= Beginning of Section =
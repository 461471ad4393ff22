mod common;

use std::cell::{Cell, RefCell};
use std::collections::BTreeMap;
use std::fs;
use std::rc::Rc;
use std::time::Duration;

use horizon_io::{
    DataChunk, Dir, DirectoryEntry, DirectoryEntryType, EventLoop, File, NetConfig, Removable, RemovalPhase,
    StatusCode, Timer,
};

use common::{pattern, Scratch};

fn small_buffers() -> NetConfig {
    NetConfig { file_read_buffer_size: 4096, file_read_buffers: 2, ..NetConfig::default() }
}

#[test]
fn directory_listing_reports_entry_types() -> anyhow::Result<()> {
    let scratch = Scratch::new("listing")?;
    for name in ["a", "b", "c"] {
        fs::create_dir(scratch.join(name))?;
    }
    fs::write(scratch.join("one.txt"), b"1")?;
    fs::write(scratch.join("two.txt"), b"2")?;
    std::os::unix::fs::symlink(scratch.join("one.txt"), scratch.join("link"))?;

    let lp = EventLoop::new()?;
    let dir = Dir::new(&lp);
    let entries = Rc::new(RefCell::new(Vec::<DirectoryEntry>::new()));
    let ends = Rc::new(Cell::new(0));
    let (e, n) = (Rc::clone(&entries), Rc::clone(&ends));
    dir.open(scratch.path(), move |dir: &Dir, result| {
        assert!(result.is_ok());
        dir.read(
            move |_: &Dir, entry| e.borrow_mut().push(entry),
            move |dir: &Dir, result| {
                assert!(result.is_ok());
                n.set(n.get() + 1);
                dir.close();
            },
        );
    });
    lp.run()?;

    assert_eq!(ends.get(), 1);
    let mut by_type: BTreeMap<String, DirectoryEntryType> = BTreeMap::new();
    for entry in entries.borrow().iter() {
        by_type.insert(entry.name.clone(), entry.entry_type);
    }
    assert_eq!(by_type.len(), 6);
    for name in ["a", "b", "c"] {
        assert_eq!(by_type[name], DirectoryEntryType::Dir);
    }
    assert_eq!(by_type["one.txt"], DirectoryEntryType::File);
    assert_eq!(by_type["two.txt"], DirectoryEntryType::File);
    assert_eq!(by_type["link"], DirectoryEntryType::Link);
    Ok(())
}

#[test]
fn opening_missing_or_wrong_paths_fails() -> anyhow::Result<()> {
    let scratch = Scratch::new("missing")?;
    fs::write(scratch.join("plain"), b"x")?;

    let lp = EventLoop::new()?;
    let outcomes = Rc::new(RefCell::new(Vec::new()));

    let o = Rc::clone(&outcomes);
    File::new(&lp).open(scratch.join("absent"), move |file: &File, result| {
        assert!(!file.is_open());
        o.borrow_mut().push(result.map_err(|e| e.code()));
    });
    let o = Rc::clone(&outcomes);
    Dir::new(&lp).open(scratch.join("plain"), move |_: &Dir, result| o.borrow_mut().push(result.map_err(|e| e.code())));
    lp.run()?;

    let mut got = outcomes.borrow().clone();
    got.sort_by_key(|r| format!("{:?}", r));
    let mut want = vec![Err(StatusCode::NoSuchFileOrDirectory), Err(StatusCode::NotADirectory)];
    want.sort_by_key(|r| format!("{:?}", r));
    assert_eq!(got, want);
    Ok(())
}

#[test]
fn streamed_read_delivers_whole_file_in_order() -> anyhow::Result<()> {
    let scratch = Scratch::new("stream")?;
    let content = pattern(100_000);
    fs::write(scratch.join("data.bin"), &content)?;

    let lp = EventLoop::with_config(small_buffers())?;
    let file = File::new(&lp);
    let assembled = Rc::new(RefCell::new(Vec::new()));
    let ends = Rc::new(RefCell::new(Vec::new()));
    let (a, e) = (Rc::clone(&assembled), Rc::clone(&ends));
    file.open(scratch.join("data.bin"), move |file: &File, result| {
        assert!(result.is_ok());
        file.read(
            move |file: &File, chunk: DataChunk| {
                assert!(file.buffers_in_use() <= 2);
                assert_eq!(chunk.offset(), a.borrow().len() as u64);
                a.borrow_mut().extend_from_slice(&chunk);
            },
            move |file: &File, result| {
                e.borrow_mut().push(result.map_err(|e| e.code()));
                file.close();
            },
        );
    });
    lp.run()?;

    assert_eq!(*ends.borrow(), vec![Ok(())]);
    assert_eq!(*assembled.borrow(), content);
    Ok(())
}

#[test]
fn held_chunks_throttle_the_read() -> anyhow::Result<()> {
    let scratch = Scratch::new("throttle")?;
    let content = pattern(40_000);
    fs::write(scratch.join("data.bin"), &content)?;

    let lp = EventLoop::with_config(small_buffers())?;
    let file = File::new(&lp);
    let held = Rc::new(RefCell::new(Vec::<DataChunk>::new()));
    let assembled = Rc::new(RefCell::new(Vec::new()));
    let peak = Rc::new(Cell::new(0));
    let done = Rc::new(Cell::new(false));
    let release = Timer::new(&lp);

    let (h, a, p, d) = (Rc::clone(&held), Rc::clone(&assembled), Rc::clone(&peak), Rc::clone(&done));
    file.open(scratch.join("data.bin"), move |file: &File, result| {
        assert!(result.is_ok());
        file.read(
            move |file: &File, chunk: DataChunk| {
                a.borrow_mut().extend_from_slice(&chunk);
                h.borrow_mut().push(chunk);
                p.set(p.get().max(file.buffers_in_use()));
                if file.buffers_in_use() == 2 && !release.is_active() {
                    let h = Rc::clone(&h);
                    release.start(Duration::from_millis(10), move |_| h.borrow_mut().clear());
                }
            },
            move |file: &File, result| {
                assert!(result.is_ok());
                d.set(true);
                file.schedule_removal();
            },
        );
    });
    lp.run()?;

    assert!(done.get());
    assert_eq!(peak.get(), 2);
    assert_eq!(*assembled.borrow(), content);
    Ok(())
}

#[test]
fn block_read_and_stat() -> anyhow::Result<()> {
    let scratch = Scratch::new("block")?;
    let content = pattern(10_000);
    fs::write(scratch.join("data.bin"), &content)?;

    let lp = EventLoop::new()?;
    let file = File::new(&lp);
    let blocks = Rc::new(RefCell::new(Vec::new()));
    let size = Rc::new(Cell::new(None));
    let (b, s) = (Rc::clone(&blocks), Rc::clone(&size));
    file.open(scratch.join("data.bin"), move |file: &File, result| {
        assert!(result.is_ok());
        let s = Rc::clone(&s);
        file.stat(move |_: &File, meta| s.set(meta.ok().map(|m| m.len())));
        let b1 = Rc::clone(&b);
        file.read_block(1000, 500, move |_: &File, chunk| {
            let chunk = chunk.map_err(|e| e.code());
            b1.borrow_mut().push(chunk.map(|c| (c.offset(), c.to_vec())));
        });
        let b2 = Rc::clone(&b);
        file.read_block(9_900, 500, move |file: &File, chunk| {
            let chunk = chunk.map_err(|e| e.code());
            b2.borrow_mut().push(chunk.map(|c| (c.offset(), c.to_vec())));
            file.close();
        });
    });
    lp.run()?;

    assert_eq!(size.get(), Some(10_000));
    let mut blocks = blocks.borrow().clone();
    blocks.sort_by_key(|r| r.as_ref().map(|(offset, _)| *offset).unwrap_or(0));
    assert_eq!(
        blocks,
        vec![Ok((1000, content[1000..1500].to_vec())), Ok((9_900, content[9_900..].to_vec()))]
    );
    Ok(())
}

#[test]
fn operations_on_closed_file_fail() -> anyhow::Result<()> {
    let lp = EventLoop::new()?;
    let file = File::new(&lp);
    let outcomes = Rc::new(RefCell::new(Vec::new()));
    let o = Rc::clone(&outcomes);
    file.read(|_: &File, _: DataChunk| {}, move |_: &File, result| o.borrow_mut().push(result.map_err(|e| e.code())));
    let o = Rc::clone(&outcomes);
    file.read_block(0, 10, move |_: &File, result| o.borrow_mut().push(result.map(|_| ()).map_err(|e| e.code())));
    lp.run()?;
    assert_eq!(*outcomes.borrow(), vec![Err(StatusCode::FileNotOpen), Err(StatusCode::FileNotOpen)]);
    Ok(())
}

#[test]
fn removal_completes_once_buffers_return() -> anyhow::Result<()> {
    let scratch = Scratch::new("removal")?;
    fs::write(scratch.join("data.bin"), pattern(20_000))?;

    let lp = EventLoop::with_config(small_buffers())?;
    let file = File::new(&lp);
    let kept = Rc::new(RefCell::new(None::<DataChunk>));
    let removed = Rc::new(Cell::new(false));
    let r = Rc::clone(&removed);
    file.set_on_schedule_removal(move || r.set(true));

    let k = Rc::clone(&kept);
    let ended = Rc::new(RefCell::new(None));
    let e = Rc::clone(&ended);
    let release = Timer::new(&lp);
    file.open(scratch.join("data.bin"), move |file: &File, result| {
        assert!(result.is_ok());
        let k2 = Rc::clone(&k);
        file.read(
            move |file: &File, chunk: DataChunk| {
                if k2.borrow().is_some() {
                    return;
                }
                *k2.borrow_mut() = Some(chunk);
                file.schedule_removal();
                assert_eq!(file.removal_phase(), RemovalPhase::RemovalScheduled);
                let k3 = Rc::clone(&k2);
                release.start(Duration::from_millis(20), move |_| {
                    k3.borrow_mut().take();
                });
            },
            move |_: &File, result| *e.borrow_mut() = Some(result.map_err(|e| e.code())),
        );
    });
    lp.run()?;

    assert_eq!(*ended.borrow(), Some(Err(StatusCode::OperationCanceled)));
    assert!(kept.borrow().is_none());
    assert!(removed.get());
    assert_eq!(file.removal_phase(), RemovalPhase::Removed);
    Ok(())
}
= End of Section =
== Activity ==
All lines in the records that contain "entries" are to be copied and returned.

== Solved problem ==
    let entries = Rc::new(RefCell::new(Vec::<DirectoryEntry>::new()));
    let (e, n) = (Rc::clone(&entries), Rc::clone(&ends));
    for entry in entries.borrow().iter() {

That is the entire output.